The Fabric Social creates sustainable silk and cotton shirts and dresses for the Australian women’s market. The Fabric Social is a conscious label, combining Australian design talent with the grassroots handloom weaving skills described above. We work with communities to create ethical fashion for the e-commerce marketplace. We promote a participatory market solution to poverty alleviation.
PayPal People Rule Competition, UN Women Project Inspire (shortlisted finalists)
Impact: How does it Work
Example: Walk us through a specific example(s) of how this solution makes a difference; include its primary activities.
Take Baidu’s story for example. Baidu is an ex officer in the liberation front of Assam. Having witnessed horrific violence as a young woman, she was emboldened by the political message of the resistance. Baidu spent her life in the jungle, taking up arms and ranking as a commander. When her village was left in tatters after an attack, Baidu surrendered, entering into peaceful negotiations. Baidu and a group of other women commandeered a disused building and built a silk farm. Today, Baidu is our quality control mainstay, buoyed by the renewed demand The Fabric Social has created for indigenous silk. Baidu has created some of the finest eri silk on the market and was able to purchase a scooter. From armed renegade to entrepreneur.

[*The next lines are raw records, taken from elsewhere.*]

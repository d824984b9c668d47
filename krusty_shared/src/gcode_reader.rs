// krusty_shared/src/gcode_reader.rs - Stream reader interface used by the media prefetch pipeline
use serde::{Deserialize, Serialize};
use std::ops::Range;
use thiserror::Error;

/// Size of the opaque restore token in bytes.
pub const RESTORE_INFO_SIZE: usize = 16;

/// Opaque state a reader needs to reopen a stream mid-way (container block
/// positions, decompressor bookkeeping, ...). Plain files leave it zeroed.
#[derive(Debug, Default, Clone, Copy, PartialEq, Eq, Hash, Serialize, Deserialize)]
pub struct StreamRestoreInfo(pub [u8; RESTORE_INFO_SIZE]);

impl StreamRestoreInfo {
    pub fn as_bytes(&self) -> &[u8; RESTORE_INFO_SIZE] {
        &self.0
    }

    pub fn from_bytes(bytes: [u8; RESTORE_INFO_SIZE]) -> Self {
        Self(bytes)
    }
}

/// Resumable position in a gcode stream.
#[derive(Debug, Default, Clone, Copy, PartialEq, Eq, Serialize, Deserialize)]
pub struct GCodeReaderPosition {
    /// Byte offset into the gcode stream
    pub offset: u32,
    pub restore_info: StreamRestoreInfo,
}

impl GCodeReaderPosition {
    pub fn at_offset(offset: u32) -> Self {
        Self {
            offset,
            restore_info: StreamRestoreInfo::default(),
        }
    }
}

/// Non-OK outcomes of a stream operation.
#[derive(Debug, Error, Clone, PartialEq, Eq)]
pub enum StreamError {
    #[error("end of file")]
    EndOfFile,
    /// Low level transport could not deliver data in time, try again later
    #[error("timeout")]
    Timeout,
    #[error("IO error: {0}")]
    Io(String),
    /// Requested region is not available (yet), e.g. a file still being downloaded
    #[error("out of valid range")]
    OutOfRange,
    #[error("stream corrupted")]
    Corrupt,
}

/// Sequential gcode stream source.
pub trait GcodeReader: Send {
    /// Re-evaluate which parts of the file are readable (partial downloads).
    fn update_validity(&mut self, path: &str);

    fn set_restore_info(&mut self, info: StreamRestoreInfo);

    fn restore_info(&self) -> StreamRestoreInfo;

    /// Position the gcode stream at `offset`.
    fn stream_gcode_start(&mut self, offset: u32) -> Result<(), StreamError>;

    /// Next character of the gcode stream.
    fn stream_getc(&mut self) -> Result<u8, StreamError>;

    fn gcode_stream_size_estimate(&self) -> u32;
}

/// Opens readers for file paths. `None` means the file could not be opened.
pub trait GcodeReaderFactory: Send + Sync {
    fn open(&self, path: &str) -> Option<Box<dyn GcodeReader>>;
}

/// Which byte ranges of a partially transferred file are present.
///
/// `None` as the reader's validity means the whole file is available.
#[derive(Debug, Clone, Default, PartialEq, Eq)]
pub struct FileValidity {
    pub total_size: u64,
    pub valid_head: Option<Range<u64>>,
    pub valid_tail: Option<Range<u64>>,
}

impl FileValidity {
    /// Nothing is available yet.
    pub fn nothing(total_size: u64) -> Self {
        Self {
            total_size,
            valid_head: None,
            valid_tail: None,
        }
    }

    /// Only the first `len` bytes are available.
    pub fn head(total_size: u64, len: u64) -> Self {
        Self {
            total_size,
            valid_head: Some(0..len),
            valid_tail: None,
        }
    }

    pub fn range_valid(&self, start: u64, end: u64) -> bool {
        debug_assert!(start <= end);
        if start == end {
            return true;
        }

        // Reads past the end of the file are the EOF's business, not ours
        let end = end.min(self.total_size);
        let inside = |part: &Option<Range<u64>>| match part {
            Some(r) => start >= r.start && end <= r.end,
            None => false,
        };

        inside(&self.valid_head) || inside(&self.valid_tail)
    }
}

/// Checks a range against an optional validity (no validity = whole file valid).
pub fn range_valid(validity: Option<&FileValidity>, start: u64, end: u64) -> bool {
    validity.map_or(true, |v| v.range_valid(start, end))
}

Impact: What is the impact of the work to date? Also describe the projected future impact for the coming years.
Operating on the smell of an oily rag and a lot of volunteer love, we have (more than) doubled the daily wage of the weavers with which we work, bringing the dormant looms back to life. We cannot overemphasise the importance of financial sustainability for these women and their communities. Not only does it put food on the table, a small sustainable wage frees these women up to be full and active participants in their communities. These women are dynamos, but it is hard to be an agent of change when all you can think about is how you will afford to send your kids to school, or pay for rice.
After two years of intensive ground work, fundraising and two initial sales rounds, The Fabric Social will reach its production stabilisation phase by March 2016. This will make our long term financial and sales projections more accurate.

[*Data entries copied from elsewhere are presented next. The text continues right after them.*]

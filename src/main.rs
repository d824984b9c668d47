// src/main.rs - Streams a gcode file through the prefetch pipeline and prints the commands
use clap::Parser;
use krusty_media::config::{self, Config};
use krusty_media::{AsyncJobExecutor, FileReaderFactory, MediaPrefetchManager, Metrics, ReadResult, Status};
use krusty_shared::gcode_reader::GCodeReaderPosition;
use serde::Serialize;
use std::sync::Arc;
use std::time::Duration;

type BoxError = Box<dyn std::error::Error + Send + Sync + 'static>;

/// Prefetch a gcode file the way the print executor consumes it.
#[derive(Parser, Debug)]
#[command(name = "prefetch-host", version, about, long_about = None)]
struct Args {
    /// Gcode file to stream
    file: String,

    /// TOML configuration file
    #[arg(short, long)]
    config: Option<String>,

    /// Stream offset to start from
    #[arg(short, long, default_value_t = 0)]
    offset: u32,

    /// Overrides `host.log_level` (error, warn, info, debug, trace)
    #[arg(long)]
    log_level: Option<String>,

    /// Print the final report as JSON
    #[arg(long)]
    json: bool,
}

#[derive(Debug, Serialize)]
struct Report {
    file: String,
    commands_read: u64,
    cropped_commands: u64,
    final_status: Status,
    resume_offset: u32,
    metrics: Metrics,
}

#[tokio::main]
async fn main() -> Result<(), BoxError> {
    let args = Args::parse();

    let config = match &args.config {
        Some(path) => config::load_config(path)?,
        None => Config::default(),
    };
    config.prefetch.validate()?;

    let level_name = args.log_level.as_deref().unwrap_or(&config.host.log_level);
    let level: tracing::Level = level_name.parse().unwrap_or_else(|_| {
        eprintln!("Unknown log level '{}', using info", level_name);
        tracing::Level::INFO
    });

    // Logs go to stderr so stdout only carries commands and the report
    tracing_subscriber::fmt()
        .with_max_level(level)
        .with_writer(std::io::stderr)
        .init();

    tracing::info!("Prefetching '{}' from offset {}", args.file, args.offset);
    tracing::info!(
        "Ring buffer: {} bytes, command buffer: {} bytes",
        config.prefetch.buffer_size,
        config.prefetch.command_buffer_size
    );

    let executor = Arc::new(AsyncJobExecutor::new("media_prefetch")?);
    let factory = Arc::new(FileReaderFactory::new(&config.prefetch.partial_suffix));
    let mut manager = MediaPrefetchManager::new(&config.prefetch, executor.clone(), factory)?;

    manager.start(&args.file, GCodeReaderPosition::at_offset(args.offset));
    manager.issue_fetch();

    let mut interval = tokio::time::interval(Duration::from_millis(config.host.poll_interval_ms.max(1)));
    let ctrl_c = tokio::signal::ctrl_c();
    tokio::pin!(ctrl_c);

    let mut result = ReadResult::default();
    let mut commands_read = 0u64;
    let mut cropped_commands = 0u64;
    let mut started_printing = false;
    let mut last_occupancy_percent = u8::MAX;

    let final_status = loop {
        tokio::select! {
            _ = &mut ctrl_c => {
                tracing::info!("Interrupted");
                break Status::EndOfBuffer;
            }
            _ = interval.tick() => {}
        }

        // Let the buffer fill up before consuming, like a print start would
        if !started_printing {
            let metrics = manager.get_metrics();
            if metrics.tail_status.is_error() {
                tracing::error!("Prefetch failed before the start with {:?}", metrics.tail_status);
                break metrics.tail_status;
            }
            // A buffer that stopped growing is as full as it gets
            let stalled = metrics.commands_in_buffer > 0
                && metrics.buffer_occupancy_percent == last_occupancy_percent;
            last_occupancy_percent = metrics.buffer_occupancy_percent;
            if !manager.check_ready_to_start_print() && !stalled {
                manager.issue_fetch();
                continue;
            }
            tracing::debug!("Buffer ready at {}%, start consuming", metrics.buffer_occupancy_percent);
            started_printing = true;
        }

        let status = loop {
            match manager.read_command(&mut result) {
                Status::Ok => {
                    commands_read += 1;
                    if result.cropped {
                        cropped_commands += 1;
                    }
                    if !args.json {
                        println!(
                            "{:>10} {:>10} {}{}",
                            result.replay_pos.offset,
                            result.resume_pos.offset,
                            result.gcode_str(),
                            if result.cropped { " (cropped)" } else { "" }
                        );
                    }
                }
                other => break other,
            }
        };

        match status {
            Status::EndOfFile => break status,
            status if status.is_error() => {
                tracing::error!("Prefetch stopped with {:?} at offset {}", status, result.resume_pos.offset);
                break status;
            }
            _ => {
                let metrics = manager.get_metrics();
                if metrics.buffer_occupancy_percent < config.prefetch.low_watermark_percent {
                    manager.issue_fetch();
                }
            }
        }
    };

    let report = Report {
        file: args.file.clone(),
        commands_read,
        cropped_commands,
        final_status,
        resume_offset: result.resume_pos.offset,
        metrics: manager.get_metrics(),
    };

    manager.stop();
    drop(manager);
    executor.wait_idle();

    if args.json {
        println!("{}", serde_json::to_string_pretty(&report)?);
    } else {
        tracing::info!(
            "Read {} commands ({} cropped), final status {:?}",
            report.commands_read,
            report.cropped_commands,
            report.final_status
        );
        tracing::info!(
            "Stream size estimate {} bytes, last fetch took {:?} ms",
            report.metrics.stream_size_estimate,
            report.metrics.last_fetch_duration_ms
        );
    }

    if final_status.is_error() {
        std::process::exit(1);
    }
    Ok(())
}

Spread Strategies: Moving forward, what are the main strategies for scaling impact?
With a stable sales based income, we will focus on building inventory for external retail stockists, exploring wholesale opportunities for fabric production – but most importantly – introduce new products from new communities to diversify our range.
We have two examples of these new projects ready to go. One is also in Northeast India, making hand-woven bags with women who used to be prisoners of war. The other is a group of women jewellery makers on the Thai-Burma border who have been displaced by the conflict there. We have built connections with both of these groups.

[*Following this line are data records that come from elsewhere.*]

// src/media_prefetch/worker.rs - Fetch routine run on the async job worker
use super::record::{Record, RecordWriter};
use super::{PrefetchShared, ReadTail, Status};
use crate::async_job::AsyncJobExecutionControl;
use krusty_shared::gcode_reader::{GCodeReaderPosition, GcodeReader, StreamError, StreamRestoreInfo};
use std::time::Instant;

/// Line being assembled from the stream.
#[derive(Debug)]
pub(crate) struct CommandBuffer {
    pub data: Vec<u8>,
    /// Capacity of `data`; the stored gcode is at most one byte shorter
    size: usize,
    /// A complete command sits in `data` and waits for space in the ring
    pub flush_pending: bool,
    /// Inside a comment, drop everything until the end of the line
    pub skip_rest_of_line: bool,
    /// Something other than whitespace did not fit into `data`
    pub overflowed: bool,
    pub cropped: bool,
}

impl CommandBuffer {
    fn new(size: usize) -> Self {
        Self {
            data: Vec::with_capacity(size),
            size,
            flush_pending: false,
            skip_rest_of_line: false,
            overflowed: false,
            cropped: false,
        }
    }

    fn reset(&mut self) {
        self.data.clear();
        self.flush_pending = false;
        self.skip_rest_of_line = false;
        self.overflowed = false;
        self.cropped = false;
    }
}

#[derive(Debug, Clone, Copy, Default)]
pub(crate) struct WriteTail {
    pub buffer_pos: usize,
    /// Stream position as last written into the ring
    pub gcode_pos: GCodeReaderPosition,
}

/// State private to the worker.
pub(crate) struct WorkerState {
    pub reader: Option<Box<dyn GcodeReader>>,
    /// Offset of the next character the reader returns
    pub gcode_reader_pos: u32,
    pub write_tail: WriteTail,
    /// Snapshot of the manager's read head, the end of our writable region
    pub read_head: usize,
    pub command: CommandBuffer,
    /// Restore info of the last reader we closed, for reopening it later
    pub closed_restore_info: StreamRestoreInfo,
}

impl WorkerState {
    pub fn new(command_buffer_size: usize) -> Self {
        Self {
            reader: None,
            gcode_reader_pos: 0,
            write_tail: WriteTail::default(),
            read_head: 0,
            command: CommandBuffer::new(command_buffer_size),
            closed_restore_info: StreamRestoreInfo::default(),
        }
    }

    /// Fresh state continuing right after the last published command.
    fn starting_at(read_tail: &ReadTail, command_buffer_size: usize) -> Self {
        Self {
            gcode_reader_pos: read_tail.gcode_pos.offset,
            write_tail: WriteTail {
                buffer_pos: read_tail.buffer_pos,
                gcode_pos: read_tail.gcode_pos,
            },
            closed_restore_info: read_tail.gcode_pos.restore_info,
            ..Self::new(command_buffer_size)
        }
    }

    fn close_reader(&mut self) {
        if let Some(reader) = self.reader.take() {
            self.closed_restore_info = reader.restore_info();
        }
    }
}

impl PrefetchShared {
    /// One fetch: (re)open the reader if needed and fill the ring until it is
    /// full, the stream ends or errors.
    pub(crate) fn fetch_routine(&self, control: &AsyncJobExecutionControl) {
        let started = Instant::now();

        let mut worker = self.worker.lock();
        let w = &mut *worker;

        let mut reader_needs_initialization = w.reader.is_none();

        // Copy what we need so that the reader is opened outside of the lock
        let (filepath, fetch_requested) = {
            let mut s = self.state.lock();

            if control.is_discarded() {
                return;
            }

            if s.worker_reset_pending {
                s.worker_reset_pending = false;
                reader_needs_initialization = true;
                *w = WorkerState::starting_at(&s.read_tail, self.command_buffer_size);
            }

            // The end of the region we can write to
            w.read_head = s.read_head;

            (s.filepath.clone(), s.fetch_requested)
        };

        tracing::debug!("Fetch start '{}' from {}", filepath, w.gcode_reader_pos);

        if reader_needs_initialization {
            // First drop the old reader, never hold two at once
            w.close_reader();

            if filepath.is_empty() {
                // No file, we were only asked to close the reader
                return;
            }

            if !self.open_reader(control, w, &filepath) {
                return;
            }
        } else if let Some(reader) = w.reader.as_mut() {
            reader.update_validity(&filepath);
        }

        if !fetch_requested {
            return;
        }

        let initial_gcode_pos = w.gcode_reader_pos;

        // Keep fetching until we run out of space
        loop {
            // A failed flush means the ring is full, continue with the next fetch
            if w.command.flush_pending && !self.fetch_flush_command(control, w) {
                tracing::debug!("Flush command stopped: {} {}", w.write_tail.buffer_pos, w.read_head);
                break;
            }

            if !self.fetch_command(control, w) {
                break;
            }
        }

        let duration_ms = started.elapsed().as_millis() as u64;
        tracing::debug!(
            "Fetch stop at {}, fetched {}, took {} ms",
            w.gcode_reader_pos,
            w.gcode_reader_pos - initial_gcode_pos,
            duration_ms
        );

        let mut s = self.state.lock();
        if !control.is_discarded() {
            s.last_fetch_duration_ms = Some(duration_ms);
        }
    }

    /// Opens the reader at the worker's stream position. On failure the
    /// error is published and false returned.
    fn open_reader(&self, control: &AsyncJobExecutionControl, w: &mut WorkerState, filepath: &str) -> bool {
        let Some(mut reader) = self.reader_factory.open(filepath) else {
            tracing::debug!("Fetch open failed");

            let mut s = self.state.lock();
            if !control.is_discarded() {
                s.read_tail.status = Status::UsbError;
            }
            return false;
        };

        reader.update_validity(filepath);
        reader.set_restore_info(w.closed_restore_info);

        if let Err(error) = reader.stream_gcode_start(w.gcode_reader_pos) {
            tracing::debug!("Fetch start stream fail: {}", error);
            // Reader is dropped here, the next fetch starts over
            self.fetch_report_error(control, w, error);
            return false;
        }

        tracing::debug!("Fetch reader (re)opened");

        let stream_size_estimate = reader.gcode_stream_size_estimate();
        w.reader = Some(reader);

        let mut s = self.state.lock();
        if control.is_discarded() {
            return false;
        }
        s.stream_size_estimate = stream_size_estimate;
        true
    }

    /// Writes the pending command (with any metadata it needs) into the ring
    /// and publishes it. False if it doesn't fit yet or the job was discarded.
    fn fetch_flush_command(&self, control: &AsyncJobExecutionControl, w: &mut WorkerState) -> bool {
        let restore_info = w
            .reader
            .as_ref()
            .map_or(w.write_tail.gcode_pos.restore_info, |reader| reader.restore_info());
        let offset = w.gcode_reader_pos;

        let mut records: Vec<Record<'_>> = Vec::with_capacity(4);

        if restore_info != w.write_tail.gcode_pos.restore_info {
            records.push(Record::RestoreInfoUpdate(restore_info));
        }

        if offset != w.write_tail.gcode_pos.offset {
            debug_assert!(offset >= w.write_tail.gcode_pos.offset);
            let offset_diff = offset - w.write_tail.gcode_pos.offset;
            match u8::try_from(offset_diff) {
                Ok(diff) => records.push(Record::IncrementalOffsetUpdate(diff)),
                Err(_) => records.push(Record::OffsetUpdate(offset)),
            }
        }

        if w.command.cropped {
            records.push(Record::CroppedFlag);
        }

        records.push(Record::PlainGcode(&w.command.data));

        {
            let mut ring = self.ring.lock();
            let mut writer = RecordWriter::new(&mut ring, &mut w.write_tail.buffer_pos, w.read_head);
            if !writer.write_records(&records) {
                return false;
            }
        }
        drop(records);

        w.write_tail.gcode_pos = GCodeReaderPosition { offset, restore_info };

        {
            let mut s = self.state.lock();

            if control.is_discarded() {
                return false;
            }

            s.commands_in_buffer += 1;

            // Publish only now that a gcode is the last record: read_command
            // must be able to finish once it starts reading
            s.read_tail = ReadTail {
                buffer_pos: w.write_tail.buffer_pos,
                gcode_pos: w.write_tail.gcode_pos,
                status: Status::EndOfBuffer,
            };

            // Pick up space the manager freed in the meantime
            w.read_head = s.read_head;
        }

        w.command.reset();
        true
    }

    /// Pulls one character into the command buffer. False stops the fetch.
    fn fetch_command(&self, control: &AsyncJobExecutionControl, w: &mut WorkerState) -> bool {
        let Some(reader) = w.reader.as_mut() else {
            return false;
        };

        let ch = match reader.stream_getc() {
            Ok(ch) => {
                w.gcode_reader_pos += 1;
                ch
            }
            // EOF with an unterminated last line: flush it first
            Err(StreamError::EndOfFile) if !w.command.data.is_empty() => b'\n',
            Err(error) => {
                self.fetch_report_error(control, w, error);
                return false;
            }
        };

        let cmd = &mut w.command;

        if ch == b'\n' {
            // Trailing whitespace doesn't count against the limit
            compact_gcode(&mut cmd.data);

            if cmd.overflowed || cmd.data.len() >= cmd.size {
                tracing::warn!("Warning: gcode didn't fit in the command buffer, cropped");
                cmd.data.truncate(cmd.size - 1);
                compact_gcode(&mut cmd.data);
                cmd.cropped = true;
                tracing::warn!("Cropped gcode: {}", String::from_utf8_lossy(&cmd.data));
            }

            // Empty line, keep on reading
            if cmd.data.is_empty() {
                cmd.reset();
                return true;
            }

            cmd.flush_pending = true;
        } else if ch == b';' {
            cmd.skip_rest_of_line = true;
        } else if cmd.data.is_empty() && ch.is_ascii_whitespace() {
            // Leading whitespace
        } else if !cmd.skip_rest_of_line {
            if cmd.data.len() < cmd.size {
                cmd.data.push(ch);
            } else if !ch.is_ascii_whitespace() {
                // Longer lines get cropped and executed anyway, with a warning
                cmd.overflowed = true;
            }
        }

        true
    }

    /// Publishes the status a stream error maps to. Hard errors make the next
    /// fetch restart from the last published position.
    fn fetch_report_error(&self, control: &AsyncJobExecutionControl, w: &mut WorkerState, error: StreamError) {
        tracing::debug!("Read error: {}", error);

        let status = Status::from(&error);
        let is_error = status.is_error();

        // Release the handle as soon as possible, unless it's worth retrying
        if status != Status::EndOfBuffer {
            w.close_reader();
        }

        // Check the discard under the lock, stop() discards before locking
        let mut s = self.state.lock();
        if control.is_discarded() {
            return;
        }

        s.read_tail.status = status;
        s.worker_reset_pending |= is_error;
    }
}

/// Drops trailing whitespace (including the `\r` of CRLF files).
fn compact_gcode(data: &mut Vec<u8>) {
    while data.last().is_some_and(|ch| ch.is_ascii_whitespace()) {
        data.pop();
    }
}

Financial Sustainability Plan: What is this solution’s plan to ensure financial sustainability?
Our goal for Assam over the next 12 months is to prove out the stability of our business model and sell approximately 800 garments / 61,880 in revenue. To do this we need to engage sales representatives to fulfill and generate demand for our product in Australia and abroad (USA, UK, Europe) where conscious consumerism is established and growing rapidly. We plan to be 100% reliant on sales income by 2017.
Marketplace: Who else is addressing the problem outlined here? How does the proposed project differ from these approaches?
Our production supply chain is much clearer than most of our ethical fashion competitors, who might have a one-for-one system or a charitable aspect, but are silent on their supply chain. Usually, our competitors provide no information about their artisans, leading to the assumption that they are not fair trade and that their garment construction is done in a factory. We are extremely transparent in being cruelty free, organic and fair trade, and share the stories of our weavers. Their story is as important as the product.
We had been working on building a livelihood development project for weavers in Manipur. Getting into the guts of this project, it became clear pretty quickly that there was a complete lack of a market solution for these kinds of projects. While we have grown a lot since that first spark, the idea to use a smartphone app to bridge the gulf between isolated women weavers, and consumers desperate for more conscious clothing remains the same. Bring the digital revolution to the village, and link women weavers with consumers who value their products.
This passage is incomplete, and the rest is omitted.